In monofunktional auf Einkauf ausgerichteten Innenstädten wie Kiel, Wuppertal oder Mainz droht bereits jetzt der urbane Herzinfarkt. Verödung, zugeklebte Schaufenster und Zwischennutzungen durch Discounter sind vor allem in von Arbeitern geprägten Gegenden ein Indikator für die Krise. Aber die Stadtplanung doktert nur an den Symptonen herum, während der Zusammenhang mit weit reichenden Schrumpfungsprozessen nicht erkannt wird.

Der Leerstand hat nämlich im Zuge der Globalisierung mit dem Aus für Fabriken begonnen, Schrumpfung galt als so genanntes Deindustrialisierungsphänomen. Die Leute zogen der Arbeit hinterher, viele Wohnstädte bekamen bald die Auswirkungen zu spüren. Die Neustadt von Hoyerswerda verlor in 15 Jahren fast die Hälfte der Einwohner, in Bremen stand nach dem Ende der Werft eine halbe Wohnstadt plötzlich leer.

Zögernd und ungläubig nahm die Politik das hässliche Wort Schrumpfung an, das von Ausgabenkürzung bis Streckenstilllegung nichts anderes bedeutet, als dass die Ära des Wachstums zu Ende geht. Seither bezahlt der Steuerzahler mit dem millionenschweren Programm Stadtumbau die zunehmende Perforierung der Stadt.
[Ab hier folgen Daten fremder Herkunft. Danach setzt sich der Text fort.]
use std::io::Write;

use assert_cmd::Command;
use predicates::prelude::*;

#[test]
fn test_missing_config_flag_fails() {
    Command::cargo_bin("thermodog")
        .unwrap()
        .assert()
        .failure();
}

#[test]
fn test_nonexistent_config_file_fails() {
    Command::cargo_bin("thermodog")
        .unwrap()
        .args(["--config", "/nonexistent/config.json"])
        .assert()
        .failure();
}

#[test]
fn test_malformed_config_file_fails() {
    let mut config_file = tempfile::NamedTempFile::new().unwrap();
    write!(config_file, "{{\"api_key\": ").unwrap();

    Command::cargo_bin("thermodog")
        .unwrap()
        .args(["--config"])
        .arg(config_file.path())
        .assert()
        .failure()
        .stderr(predicate::str::contains("config"));
}

#[test]
fn test_unexpected_argument_fails() {
    Command::cargo_bin("thermodog")
        .unwrap()
        .args(["--config", "/tmp/config.json", "extra"])
        .assert()
        .failure();
}
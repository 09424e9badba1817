//! Event engine for musicbox
//!
//! Owns every per-channel piece of state (key trackers, distance filters,
//! pressure calibration) and turns one frame at a time into output events.

mod aftertouch;
mod distance;
mod keys;
mod midi;
mod runner;
mod sink;

pub use aftertouch::AftertouchConverter;
pub use distance::DistanceConverter;
pub use keys::{KeyState, KeyVelocityTracker};
pub use midi::{list_midi_ports, MidiMessage, MidiPlayer};
pub use runner::{request_stop, RunSummary, Runner};
pub use sink::{Control, Event, EventLog, JsonSink, OutputSink};

use crate::config::MusicBoxConfig;
use crate::sources::Frame;
use anyhow::Result;
use tracing::trace;

/// A continuous output: where it goes and the converter feeding it
struct ControlOutput<C> {
    converter: C,
    control: Control,
    channel: u8,
}

/// The frame-to-events pipeline
pub struct Engine {
    frame_len: usize,
    key_offset: usize,
    keys: KeyVelocityTracker,
    distance: Option<ControlOutput<DistanceConverter>>,
    aftertouch: Option<ControlOutput<AftertouchConverter>>,
}

impl Engine {
    /// Create an engine from a validated configuration
    pub fn new(config: &MusicBoxConfig) -> Result<Self> {
        let scale = config.keys.scale.resolve()?;
        let keys = KeyVelocityTracker::from_config(&config.keys, scale)?;

        let distance = if config.distance.enabled {
            Some(ControlOutput {
                converter: DistanceConverter::from_config(&config.distance)?,
                control: config.distance.control(),
                channel: config.distance.channel,
            })
        } else {
            None
        };

        let aftertouch = if config.aftertouch.enabled {
            Some(ControlOutput {
                converter: AftertouchConverter::from_config(&config.aftertouch)?,
                control: config.aftertouch.control(),
                channel: config.aftertouch.channel,
            })
        } else {
            None
        };

        Ok(Self {
            frame_len: config.frame.length,
            key_offset: config.keys.offset,
            keys,
            distance,
            aftertouch,
        })
    }

    /// Fields per frame this engine expects
    pub fn frame_len(&self) -> usize {
        self.frame_len
    }

    pub fn keys(&self) -> &KeyVelocityTracker {
        &self.keys
    }

    /// Process one frame: key events in key order, then distance, then aftertouch
    ///
    /// # Panics
    ///
    /// Panics if the frame is shorter than [`frame_len`](Self::frame_len).
    pub fn process(&mut self, frame: &Frame, sink: &mut dyn OutputSink) -> Result<()> {
        assert!(
            frame.len() >= self.frame_len,
            "frame has {} fields, engine expects {}",
            frame.len(),
            self.frame_len
        );

        let key_samples = &frame.samples()[self.key_offset..self.key_offset + self.keys.len()];
        for event in self.keys.process(key_samples) {
            sink.emit(&event)?;
        }

        if let Some(out) = &mut self.distance {
            let value = out.converter.process(frame);
            trace!(value, "distance");
            sink.control_change(out.control, out.channel, value)?;
        }

        if let Some(out) = &self.aftertouch {
            let value = out.converter.process(frame);
            trace!(value, "aftertouch");
            sink.control_change(out.control, out.channel, value)?;
        }

        Ok(())
    }

    /// Send note-offs for every held key
    pub fn release_all(&mut self, sink: &mut dyn OutputSink) -> Result<usize> {
        let released = self.keys.release_all();
        for event in &released {
            sink.emit(event)?;
        }
        Ok(released.len())
    }
}

#[cfg(test)]
mod tests {
    use super::*;
    use crate::config::{PressureSegment, Span};
    use crate::sources::FrameParser;

    /// A 36-field line: rangefinders, 26 keys, strip segments, 4 spare
    fn line(distances: [i64; 2], keys: &[(usize, i64)], strip: [i64; 4]) -> String {
        let mut fields = vec![0i64; 36];
        fields[0] = distances[0];
        fields[1] = distances[1];
        for &(key, v) in keys {
            fields[2 + key] = v;
        }
        fields[28..32].copy_from_slice(&strip);
        fields.iter().map(|v| v.to_string()).collect::<Vec<_>>().join(",")
    }

    const REST: [i64; 4] = [0, 150, 250, 300];

    fn run(engine: &mut Engine, lines: &[String]) -> EventLog {
        let parser = FrameParser::new(engine.frame_len());
        let mut log = EventLog::new();
        for l in lines {
            let frame = parser.parse(l).unwrap();
            engine.process(&frame, &mut log).unwrap();
        }
        log
    }

    #[test]
    fn test_idle_frame() {
        let mut engine = Engine::new(&MusicBoxConfig::default()).unwrap();
        let log = run(&mut engine, &[line([250, 250], &[], REST)]);

        assert!(log.notes().is_empty());
        assert_eq!(
            log.events(),
            &[
                Event::Control { control: Control::PitchBend, channel: 0, value: 0 },
                Event::Control { control: Control::ChannelPressure, channel: 0, value: 0 },
            ]
        );
    }

    #[test]
    fn test_event_order_within_frame() {
        let mut engine = Engine::new(&MusicBoxConfig::default()).unwrap();
        let log = run(&mut engine, &[line([250, 250], &[(20, 50), (3, 50)], REST)]);

        let events = log.events();
        assert_eq!(events.len(), 4);
        assert_eq!(events[0], Event::NoteOn { pitch: 63, velocity: 116, channel: 0 });
        assert_eq!(events[1], Event::NoteOn { pitch: 67, velocity: 116, channel: 1 });
        assert!(matches!(events[2], Event::Control { control: Control::PitchBend, .. }));
        assert!(matches!(events[3], Event::Control { control: Control::ChannelPressure, .. }));
    }

    #[test]
    fn test_note_lifecycle_across_frames() {
        let mut engine = Engine::new(&MusicBoxConfig::default()).unwrap();
        let lines = vec![
            line([250, 250], &[], REST),
            line([250, 250], &[(0, 50)], REST),
            line([250, 250], &[(0, 50)], REST),
            line([250, 250], &[], REST),
        ];
        let log = run(&mut engine, &lines);

        assert_eq!(
            log.notes(),
            vec![
                Event::NoteOn { pitch: 60, velocity: 116, channel: 0 },
                Event::NoteOff { pitch: 60, velocity: 116, channel: 0 },
            ]
        );
        // Two controls per frame, every frame
        assert_eq!(log.events().len() - log.notes().len(), 8);
    }

    #[test]
    fn test_distance_settles_through_median() {
        let mut config = MusicBoxConfig::default();
        config.aftertouch.enabled = false;
        for sensor in &mut config.distance.sensors {
            sensor.median_depth = 3;
        }
        let mut engine = Engine::new(&config).unwrap();

        let lines: Vec<String> = (0..3).map(|_| line([300, 900], &[], REST)).collect();
        let log = run(&mut engine, &lines);

        let values: Vec<u8> = log
            .events()
            .iter()
            .map(|e| match e {
                Event::Control { value, .. } => *value,
                _ => panic!("unexpected note"),
            })
            .collect();
        // Zeros in the history clamp to the near edge until the median fills
        assert_eq!(values, vec![0, 2, 2]);
    }

    #[test]
    fn test_disabled_controls_are_silent() {
        let mut config = MusicBoxConfig::default();
        config.distance.enabled = false;
        config.aftertouch.enabled = false;
        let mut engine = Engine::new(&config).unwrap();

        let log = run(&mut engine, &[line([250, 250], &[], REST)]);
        assert!(log.events().is_empty());
    }

    #[test]
    fn test_release_all() {
        let mut engine = Engine::new(&MusicBoxConfig::default()).unwrap();
        run(&mut engine, &[line([250, 250], &[(0, 10), (15, 10)], REST)]);

        let mut log = EventLog::new();
        assert_eq!(engine.release_all(&mut log).unwrap(), 2);
        assert_eq!(
            log.events(),
            &[
                Event::NoteOff { pitch: 60, velocity: 122, channel: 0 },
                Event::NoteOff { pitch: 62, velocity: 122, channel: 1 },
            ]
        );
        assert_eq!(engine.release_all(&mut log).unwrap(), 0);
    }

    #[test]
    fn test_sixteen_field_layout() {
        let mut config = MusicBoxConfig::default();
        config.frame.length = 16;
        config.keys.count = 13;
        config.keys.routing.split_above = None;
        config.aftertouch.segments = vec![PressureSegment { index: 15, in_min: 400, in_max: 800 }];
        config.aftertouch.normalized = Span::new(400, 800);
        config.aftertouch.threshold = 400;
        config.aftertouch.rms_range = Span::new(400, 800);
        config.validate().unwrap();

        let mut engine = Engine::new(&config).unwrap();
        let parser = FrameParser::new(16);
        let frame = parser.parse("250,250,0,0,0,0,0,0,0,0,0,0,0,0,90,600").unwrap();
        let mut log = EventLog::new();
        engine.process(&frame, &mut log).unwrap();

        assert_eq!(
            log.events(),
            &[
                Event::NoteOn { pitch: 72, velocity: 110, channel: 0 },
                Event::Control { control: Control::PitchBend, channel: 0, value: 0 },
                Event::Control { control: Control::ChannelPressure, channel: 0, value: 63 },
            ]
        );
    }

    fn with_field(line: String, index: usize, value: &str) -> String {
        let mut fields: Vec<&str> = line.split(',').collect();
        fields[index] = value;
        fields.join(",")
    }

    #[test]
    fn test_huge_pressure_reading_saturates() {
        let mut engine = Engine::new(&MusicBoxConfig::default()).unwrap();
        let l = with_field(line([250, 250], &[], REST), 28, "1e17");
        let log = run(&mut engine, &[l]);

        assert_eq!(
            log.events().last(),
            Some(&Event::Control { control: Control::ChannelPressure, channel: 0, value: 84 })
        );
    }

    #[test]
    fn test_huge_negative_pressure_reading_is_silent() {
        let mut engine = Engine::new(&MusicBoxConfig::default()).unwrap();
        let l = with_field(line([250, 250], &[], REST), 28, "-1e19");
        let log = run(&mut engine, &[l]);

        assert_eq!(
            log.events().last(),
            Some(&Event::Control { control: Control::ChannelPressure, channel: 0, value: 0 })
        );
    }

    #[test]
    #[should_panic]
    fn test_short_frame_panics() {
        let mut engine = Engine::new(&MusicBoxConfig::default()).unwrap();
        let frame = Frame::new(vec![0; 10]);
        let _ = engine.process(&frame, &mut EventLog::new());
    }
}
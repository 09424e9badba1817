//! musicbox - Sensor board to MIDI
//!
//! Reads comma separated frames of key velocities, rangefinder distances and
//! pressure strip readings from a serial line and plays them as MIDI notes,
//! pitch bend and aftertouch.

pub mod config;
pub mod engine;
pub mod error;
pub mod mapping;
pub mod sources;

pub use config::MusicBoxConfig;
pub use engine::Engine;
//! MIDI output for musicbox.
//!
//! Sends pipeline events to a MIDI port through midir.

use std::sync::mpsc::{self, Sender};
use std::thread;

use anyhow::{anyhow, Result};
use midir::MidiOutput;
use tracing::{info, warn};

use super::{Control, OutputSink};
use crate::config::ProgramConfig;

/// MIDI message types.
#[derive(Debug, Clone, Copy, PartialEq, Eq)]
pub enum MidiMessage {
    /// Note on: channel (0-15), note (0-127), velocity (0-127)
    NoteOn(u8, u8, u8),
    /// Note off: channel (0-15), note (0-127), velocity (0-127)
    NoteOff(u8, u8, u8),
    /// Control change: channel (0-15), controller (0-127), value (0-127)
    ControlChange(u8, u8, u8),
    /// Program change: channel (0-15), program (0-127)
    ProgramChange(u8, u8),
    /// Channel pressure: channel (0-15), pressure (0-127)
    ChannelPressure(u8, u8),
    /// Pitch bend: channel (0-15), value (0-16383, center at 8192)
    PitchBend(u8, u16),
}

impl MidiMessage {
    /// Message for a 7-bit control value sent to `control`
    pub fn for_control(control: Control, channel: u8, value: u8) -> Self {
        match control {
            Control::PitchBend => MidiMessage::PitchBend(channel, ((value & 0x7F) as u16) << 7),
            Control::ChannelPressure => MidiMessage::ChannelPressure(channel, value),
            Control::ControlChange(number) => MidiMessage::ControlChange(channel, number, value),
        }
    }

    /// Convert to raw MIDI bytes.
    pub fn to_bytes(&self) -> Vec<u8> {
        match *self {
            MidiMessage::NoteOn(ch, note, vel) => vec![0x90 | (ch & 0x0F), note & 0x7F, vel & 0x7F],
            MidiMessage::NoteOff(ch, note, vel) => {
                vec![0x80 | (ch & 0x0F), note & 0x7F, vel & 0x7F]
            }
            MidiMessage::ControlChange(ch, ctrl, val) => {
                vec![0xB0 | (ch & 0x0F), ctrl & 0x7F, val & 0x7F]
            }
            MidiMessage::ProgramChange(ch, prog) => vec![0xC0 | (ch & 0x0F), prog & 0x7F],
            MidiMessage::ChannelPressure(ch, val) => vec![0xD0 | (ch & 0x0F), val & 0x7F],
            MidiMessage::PitchBend(ch, val) => {
                let lsb = (val & 0x7F) as u8;
                let msb = ((val >> 7) & 0x7F) as u8;
                vec![0xE0 | (ch & 0x0F), lsb, msb]
            }
        }
    }
}

/// MIDI output player.
pub struct MidiPlayer {
    sender: Sender<MidiPlayerCommand>,
}

enum MidiPlayerCommand {
    Send(MidiMessage),
    Stop,
}

impl MidiPlayer {
    /// Create a new MIDI player connected to the given port.
    ///
    /// `port_name` matches any port whose name contains it; `None` picks the
    /// first port.
    pub fn new(port_name: Option<&str>) -> Result<Self> {
        let midi_out = MidiOutput::new("musicbox")?;
        let ports = midi_out.ports();

        if ports.is_empty() {
            return Err(anyhow!("No MIDI output ports available"));
        }

        let port = if let Some(name) = port_name {
            ports
                .iter()
                .find(|p| {
                    midi_out
                        .port_name(p)
                        .map(|n| n.contains(name))
                        .unwrap_or(false)
                })
                .ok_or_else(|| anyhow!("MIDI port '{}' not found", name))?
                .clone()
        } else {
            ports[0].clone()
        };

        let port_name_actual = midi_out.port_name(&port)?;
        let conn = midi_out
            .connect(&port, "musicbox-output")
            .map_err(|e| anyhow!("failed to connect to MIDI port '{}': {}", port_name_actual, e))?;

        let (sender, receiver) = mpsc::channel::<MidiPlayerCommand>();

        // Spawn thread to handle MIDI messages
        thread::spawn(move || {
            let mut conn = conn;
            while let Ok(cmd) = receiver.recv() {
                match cmd {
                    MidiPlayerCommand::Send(msg) => {
                        if let Err(e) = conn.send(&msg.to_bytes()) {
                            warn!("MIDI send failed: {}", e);
                        }
                    }
                    MidiPlayerCommand::Stop => break,
                }
            }
            conn.close();
        });

        info!("MIDI output connected to: {}", port_name_actual);

        Ok(Self { sender })
    }

    /// Select instruments.
    pub fn set_programs(&self, programs: &[ProgramConfig]) -> Result<()> {
        for program in programs {
            self.send(MidiMessage::ProgramChange(program.channel, program.program))?;
        }
        Ok(())
    }

    /// Send a raw MIDI message.
    pub fn send(&self, msg: MidiMessage) -> Result<()> {
        self.sender
            .send(MidiPlayerCommand::Send(msg))
            .map_err(|_| anyhow!("MIDI output thread has stopped"))?;
        Ok(())
    }

    /// Stop the MIDI player.
    pub fn stop(&self) {
        let _ = self.sender.send(MidiPlayerCommand::Stop);
    }
}

impl OutputSink for MidiPlayer {
    fn note_on(&mut self, pitch: u8, velocity: u8, channel: u8) -> Result<()> {
        self.send(MidiMessage::NoteOn(channel, pitch, velocity))
    }

    fn note_off(&mut self, pitch: u8, velocity: u8, channel: u8) -> Result<()> {
        self.send(MidiMessage::NoteOff(channel, pitch, velocity))
    }

    fn control_change(&mut self, control: Control, channel: u8, value: u8) -> Result<()> {
        self.send(MidiMessage::for_control(control, channel, value))
    }
}

impl Drop for MidiPlayer {
    fn drop(&mut self) {
        self.stop();
    }
}

/// List available MIDI output ports.
pub fn list_midi_ports() -> Result<Vec<String>> {
    let midi_out = MidiOutput::new("musicbox port list")?;
    let ports = midi_out.ports();

    let names: Vec<String> = ports
        .iter()
        .filter_map(|p| midi_out.port_name(p).ok())
        .collect();

    Ok(names)
}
Nun also die Kaufhäuser. In Hoyerswerda beispielsweise wurde auf dem Weg von der Bergarbeiter- zur Einkaufstadt das halbe Zentrum abgerissen. Wie kurzsichtig: Denn wo nicht mehr gewohnt wird, braucht es auch keine Federbetten oder Messerblöcke mehr. Besonders in Ostdeutschland leben die Kaufhausketten indirekt von staatlichen Transfers, hier ist Vater Staat längst zum wichtigsten Ernährer geworden.

Es wäre betriebswirtschaftlich aberwitzig, Kaufhäuser retten zu wollen. Denn der große Umsatzeinbruch steht überhaupt erst bevor. Was aber werden Goldmann Sachs und Co. dann mit ihren deutschen Liegenschaften anfangen? Und was folgt in der Schrumpfungskette, wenn die Kaufhäuser erst geschlossen sein werden. Gebäude notleidender Banken, neuere Wohnbauten? Dass die Kaufhäuser dem Untergang geweiht sind, führt uns drastisch vor Augen: Wir brauchen dringend ein neues Konzept für die Innenstädte.